He told his audiences that when he first read On the Origin of Species (1859) and became acquainted with Darwin’s theory of evolution, his initial reaction was to think about “how terrible this will be upon the nobility of the Old World. Think of their being forced to trace their ancestry back to the duke Orang Outang, or the princess Chimpanzee.” This sentence demonstrates what a brilliant orator he was, here taking advantage of American hostility to Old World and especially British aristocracy—hostility that was still very much alive in the 19th century. He used the American disdain for unearned hereditary privilege (which, then as now, did not necessarily extend to inherited wealth) to make the idea of descent from lower animals more accessible and less threatening. “I read about rudimentary bones and muscles,” he confided. “I was told that everybody had rudimentary muscles extending from the ear into the cheek. I asked, ‘What are they?’ I was told … ‘They are the muscles with which your ancestors used to flap their ears.’ I do not now so much wonder that we once had them as that we have outgrown them.”

Although Ingersoll opposed organized religion in general, his specific targets were believers and clerics who wanted to impose their convictions on their fellow citizens and stifle inquiry that challenged faith. If he could not quite convince his audiences that all religion was superstitious myth, he did convince many to seek out a form of religion that admitted the insights of contemporary science or non-mythological history. Ingersoll himself was not much interested in debating abstract theological or philosophical questions, although he did so occasionally with reform-minded believers like his good friend Henry Ward Beecher, the best-known clerical orator of the late 19th century and a leader of liberalizing forces within American Protestantism.
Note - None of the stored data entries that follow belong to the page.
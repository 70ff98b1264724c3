use indexmap::IndexMap;
use serde_json::Value;

use super::model::{
    AuthSource, EnrichedOperation, Guidance, OperationExample, ParameterInfo, ResponseInfo,
};
use crate::schema::example_value;
use crate::schema::model::render_values;

pub fn generate(op: &EnrichedOperation) -> Guidance {
    Guidance {
        usage: usage_instructions(op),
        parameters: op
            .parameters()
            .map(|p| (p.name.clone(), parameter_guidance(p)))
            .collect(),
        errors: op
            .responses
            .iter()
            .filter(|(status, _)| {
                status.starts_with('4') || status.starts_with('5') || *status == "default"
            })
            .map(|(status, resp)| (status.clone(), error_guidance(status, resp)))
            .collect(),
        constraints: constraints(op),
        examples: vec![basic_example(op)],
    }
}

pub fn usage_instructions(op: &EnrichedOperation) -> String {
    let action = match op.summary.as_deref().map(str::trim) {
        Some(s) if !s.is_empty() => s.trim_end_matches('.').to_lowercase(),
        _ => format!("call {}", op.path),
    };
    let mut sentences = vec![format!("Use this {} operation to {action}", op.method)];
    if let Some(desc) = op.description.as_deref().map(str::trim) {
        if !desc.is_empty() {
            sentences.push(desc.trim_end_matches('.').to_string());
        }
    }
    if !op.path_params.is_empty() {
        sentences.push(
            "Path parameters are required and must be provided in the endpoint URL".to_string(),
        );
    }
    if !op.query_params.is_empty() {
        sentences.push("Query parameters can be used to filter or modify the request".to_string());
    }
    if op.request_body.as_ref().is_some_and(|b| b.required) {
        sentences.push("This operation requires a request body".to_string());
    }
    if op.requires_auth() {
        sentences.push(format!(
            "Authentication required using: {}",
            op.auth_methods.join(", ")
        ));
    } else if op.auth_source == AuthSource::Disabled {
        sentences.push("This operation explicitly requires no authentication".to_string());
    }
    format!("{}.", sentences.join(". "))
}

/// Type, format, numeric range, length range, enum and pattern, in that
/// order, skipping absent ones.
pub fn parameter_guidance(param: &ParameterInfo) -> String {
    let mut parts = vec![if param.required {
        "Required parameter.".to_string()
    } else {
        "Optional parameter.".to_string()
    }];
    if param.schema.primary_type().is_some() {
        parts.push(format!("Type: {}.", param.schema.type_name()));
    }
    if let Some(node) = param.schema.as_node() {
        if let Some(ref format) = node.format {
            parts.push(format!("Format: {format}."));
        }
        match (node.minimum, node.maximum) {
            (Some(min), Some(max)) => parts.push(format!("Valid range: {min} to {max}.")),
            (Some(min), None) => parts.push(format!("Minimum value: {min}.")),
            (None, Some(max)) => parts.push(format!("Maximum value: {max}.")),
            (None, None) => {}
        }
        match (node.min_length, node.max_length) {
            (Some(min), Some(max)) => parts.push(format!("Length: {min} to {max} characters.")),
            (Some(min), None) => parts.push(format!("Minimum length: {min}.")),
            (None, Some(max)) => parts.push(format!("Maximum length: {max}.")),
            (None, None) => {}
        }
        if !node.enum_values.is_empty() {
            parts.push(format!("Valid values: {}.", render_values(&node.enum_values)));
        }
        if let Some(ref pattern) = node.pattern {
            parts.push(format!("Must match pattern: {pattern}."));
        }
    }
    if param.deprecated {
        parts.push("Deprecated.".to_string());
    }
    parts.join(" ")
}

/// Guidance for one declared response, branching on the status class.
pub fn error_guidance(status: &str, response: &ResponseInfo) -> String {
    let desc = response.description.trim();
    let text = match status.as_bytes().first() {
        Some(b'4') => match status {
            "400" => format!("Bad Request - Check parameter values and request format. {desc}"),
            "401" => format!(
                "Unauthorized - Verify authentication credentials are provided and valid. {desc}"
            ),
            "403" => format!(
                "Forbidden - Check if you have permission to access this resource. {desc}"
            ),
            "404" => format!(
                "Not Found - Verify the resource path and parameters are correct. {desc}"
            ),
            "429" => format!("Rate Limited - Wait before making additional requests. {desc}"),
            _ => format!("Client Error - {desc}"),
        },
        Some(b'5') => format!(
            "Server Error - The API server encountered an issue. Retry may resolve temporary problems. {desc}"
        ),
        _ => desc.to_string(),
    };
    text.trim_end().to_string()
}

pub fn constraints(op: &EnrichedOperation) -> Vec<String> {
    let mut out = Vec::new();
    if op.deprecated {
        out.push("This operation is deprecated and may be removed in future versions".to_string());
    }
    if op.requires_auth() {
        out.push("Authentication is required".to_string());
    }
    let required = op.parameters().filter(|p| p.required).count();
    match required {
        0 => {}
        1 => out.push("1 required parameter must be provided".to_string()),
        n => out.push(format!("{n} required parameters must be provided")),
    }
    if op.request_body.as_ref().is_some_and(|b| b.required) {
        out.push("Request body is required".to_string());
    }
    out
}

fn basic_example(op: &EnrichedOperation) -> OperationExample {
    let mut parameters: IndexMap<String, Value> = IndexMap::new();
    for param in &op.path_params {
        parameters.insert(param.name.clone(), param_example(param));
    }
    for param in op.query_params.iter().chain(&op.header_params) {
        if param.example.is_some() || param.required {
            parameters.insert(param.name.clone(), param_example(param));
        }
    }

    let body = op.request_body.as_ref().and_then(|b| {
        b.examples
            .first()
            .map(|e| e.value.clone())
            .or_else(|| b.schema.as_ref().map(example_value))
    });

    let expected_response = ["200", "201"]
        .iter()
        .find_map(|code| op.responses.get_key_value(*code))
        .or_else(|| op.responses.iter().find(|(s, _)| s.starts_with('2')))
        .map(|(status, resp)| format!("HTTP {status}: {}", resp.description));

    OperationExample {
        name: "Basic Usage".to_string(),
        description: format!("Basic {} request to {}", op.method, op.path),
        parameters,
        body,
        expected_response,
    }
}

fn param_example(param: &ParameterInfo) -> Value {
    param
        .example
        .clone()
        .unwrap_or_else(|| example_value(&param.schema))
}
Ingersoll was, however, interested in creating a bridge between the world of secular freethought, for which he spoke so eloquently, and religions, including Reform Judaism and liberal Protestant denominations, that were willing to make room for secular knowledge. (Unitarians had done this in the 18th century in response to Enlightenment political thought and geological discoveries that posed the first solid scientific challenge to the biblical precept that the Earth was only 4,000 years old.) Ingersoll considered “moderate” religious believers if not allies, then a vanguard that, by rejecting biblical literalism, would unintentionally cast doubt on all religion.

Though dubbed the Great Agnostic, Ingersoll himself made no distinction between atheists and agnostics. In 1885, he was asked by an interviewer for a Philadelphia newspaper, “Don’t you think the belief of the Agnostic is more satisfactory to the believer that that of the Atheist?” He replied succinctly,

The Agnostic is an Atheist. The Atheist is an Agnostic. The Agnostic says: “I do not know, but I do not believe there is any god.” The Atheist says the same. The orthodox Christian says he knows there is a God, but we know that he does not know. The Atheist [too] cannot know that God does not exist.

This critical point has always been a source of confusion and willful distortion in American religious discourse, in large measure because the word atheist has a much harsher sound than the word agnostic.

Ingersoll also pointed out that the labels “atheist” and “infidel” had generally been applied as epithets to anyone, religious or not, who refused to accept biblical stories that were scientifically impossible. Among those included were the devout Quaker, suffragist, and abolitionist Lucretia Mott and Thomas Paine, who was also called a Judas, reptile, hog, mad dog, souse, louse, and arch-beast by his religiously orthodox contemporaries.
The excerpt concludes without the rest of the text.